- Film & TV
- 25 Oct 18
Right Said Fred
Everybody loves Queen. Even people who claim they don’t like them secretly do, for all are powerless to resist the charms of one of their gigantic choruses. Put on their Greatest Hits – the one that has sold about seventeen gazillion copies - in any gathering and watch as people lose all reason, stick their fists in the air, and loudly agree that Fat Bottomed Girls do indeed make the rockin’ world go round, Yeah. There’s plenty of room in the world for the po-faced seriousness of the likes of Radiohead or whoever but rock n’ roll is supposed to be loud and garish and flamboyant and over the top and, most of all, fun, and nobody embodied that more than Queen, and no one in Queen looked like they were having more fun than Mr Freddie Mercury.

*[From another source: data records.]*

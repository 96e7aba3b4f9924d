//! Submission of one stored verified contract to the verification API.
//!
//! Shared by the push pipeline, failed-row resubmission and the forwarder.

use crate::error::{SyncError, SyncResult};
use crate::verifier::{SubmitOutcome, VerificationApi, rejection_message, submit_with_retry};
use std::sync::Arc;
use versync_core::verification::CompilationInput;
use versync_core::{ContractLocation, RetryPolicy, SyncStatus, VerifyRequest};
use versync_store::models::SyncStatusUpdate;
use versync_store::{ContractStore, SourceRepo, SyncStatusRepo};

/// Builds verification requests from the store and records their outcome.
#[derive(Clone)]
pub struct Submitter {
    store: Arc<dyn ContractStore>,
    api: Arc<dyn VerificationApi>,
    retry: RetryPolicy,
}

impl Submitter {
    pub fn new(
        store: Arc<dyn ContractStore>,
        api: Arc<dyn VerificationApi>,
        retry: RetryPolicy,
    ) -> Self {
        Self { store, api, retry }
    }

    pub fn store(&self) -> &Arc<dyn ContractStore> {
        &self.store
    }

    pub fn api(&self) -> &Arc<dyn VerificationApi> {
        &self.api
    }

    pub fn retry(&self) -> &RetryPolicy {
        &self.retry
    }

    /// Rebuild the verification request of a stored verified contract.
    pub async fn build_request(
        &self,
        verified_contract_id: i64,
    ) -> SyncResult<(ContractLocation, VerifyRequest)> {
        let closure = self
            .store
            .fetch_closure(verified_contract_id)
            .await?
            .ok_or_else(|| SyncError::invalid_record(verified_contract_id, "closure not found"))?;
        if closure.compilation.creation_code_hash.is_none() {
            return Err(SyncError::invalid_record(
                verified_contract_id,
                "compilation has no creation code hash",
            ));
        }

        let sources: Vec<(String, String)> = self
            .store
            .fetch_compilation_sources(closure.compilation.id)
            .await?
            .into_iter()
            .map(|source| (source.path, source.content))
            .collect();

        let compilation = &closure.compilation;
        let request = VerifyRequest::build(
            CompilationInput {
                language: &compilation.language,
                version: &compilation.version,
                name: &compilation.name,
                fully_qualified_name: &compilation.fully_qualified_name,
                compiler_settings: &compilation.compiler_settings,
            },
            sources,
            closure.deployment.transaction_hash.as_deref(),
        )?;
        Ok((closure.deployment.location(), request))
    }

    /// Submit a verified contract and record the resulting sync status.
    ///
    /// A contract whose stored status cannot move to `submitted` is left
    /// alone and its stored status returned.
    pub async fn submit(&self, verified_contract_id: i64) -> SyncResult<SyncStatus> {
        let (location, request) = self.build_request(verified_contract_id).await?;

        let current = match self
            .store
            .get_sync_status(location.chain_id, location.address.as_bytes())
            .await?
        {
            Some(row) => row.status()?,
            None => SyncStatus::Pending,
        };
        if let Err(e) = current.transition(SyncStatus::Submitted) {
            tracing::debug!(
                verified_contract_id,
                chain_id = location.chain_id,
                address = %location.address,
                error = %e,
                "Sync status settled, not submitting"
            );
            return Ok(current);
        }

        let update = match submit_with_retry(self.api.as_ref(), &self.retry, &location, &request)
            .await
        {
            Ok(SubmitOutcome::Submitted { verification_id }) => {
                tracing::info!(
                    verified_contract_id,
                    chain_id = location.chain_id,
                    address = %location.address,
                    job_id = %verification_id,
                    "Verification job submitted"
                );
                SyncStatusUpdate::new(&location, SyncStatus::Submitted)
                    .with_verification_id(verification_id)
            }
            Ok(SubmitOutcome::AlreadyVerified) => {
                tracing::info!(
                    verified_contract_id,
                    chain_id = location.chain_id,
                    address = %location.address,
                    "Contract already verified"
                );
                SyncStatusUpdate::new(&location, SyncStatus::AlreadyVerified)
            }
            Ok(SubmitOutcome::Rejected { status, body }) => {
                let message = rejection_message(status, &body);
                tracing::warn!(
                    verified_contract_id,
                    chain_id = location.chain_id,
                    address = %location.address,
                    status,
                    error = %message,
                    "Verification request rejected"
                );
                SyncStatusUpdate::new(&location, SyncStatus::Failed).with_error(message)
            }
            Err(e) => {
                tracing::error!(
                    verified_contract_id,
                    chain_id = location.chain_id,
                    address = %location.address,
                    error = %e,
                    "Verification request failed"
                );
                SyncStatusUpdate::new(&location, SyncStatus::Failed).with_error(e.to_string())
            }
        };

        let status = current.transition(update.status)?;
        let written = self.store.record_sync_status(&update.attempt()).await?;
        if !written {
            tracing::debug!(
                verified_contract_id,
                chain_id = location.chain_id,
                address = %location.address,
                "Sync status already settled, left unchanged"
            );
        }
        Ok(status)
    }
}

That being said, music fans should always be wary of the biopic. For every success like Ray, there are at least ten disasters like the god-awful Greetings From Tim Buckley. Added to that, this movie has had a troubled production. Sasha Baron Cohen had been attached to star but dropped out when it was proposed that Freddie’s death take place half way through the movie, and director Bryan Singer was fired for apparent “unprofessional behaviour”. So perhaps we should be grateful there’s a movie at all and more surprising still, that it’s a pretty damn good one.
A quick synopsis: Young Farrokh Bulsara dreams of making it big. He hooks up with Brian May and Roger Taylor of Smile after their lead singer quits. They make an album, get a manager, play Top Of The Pops and they’re off to the races, if you’ll excuse the pun. They record ‘Bohemian Rhapsody’ and the world falls at their feet. Freddie accepts his homosexuality, drifts away from the band, takes a big cheque to make some lousy solo records but is reconciled with them just in time for their triumphant victory at Live Aid. There’s your movie, and don’t go crying “plot spoiler!” for my next door neighbour’s cat could have told you all that.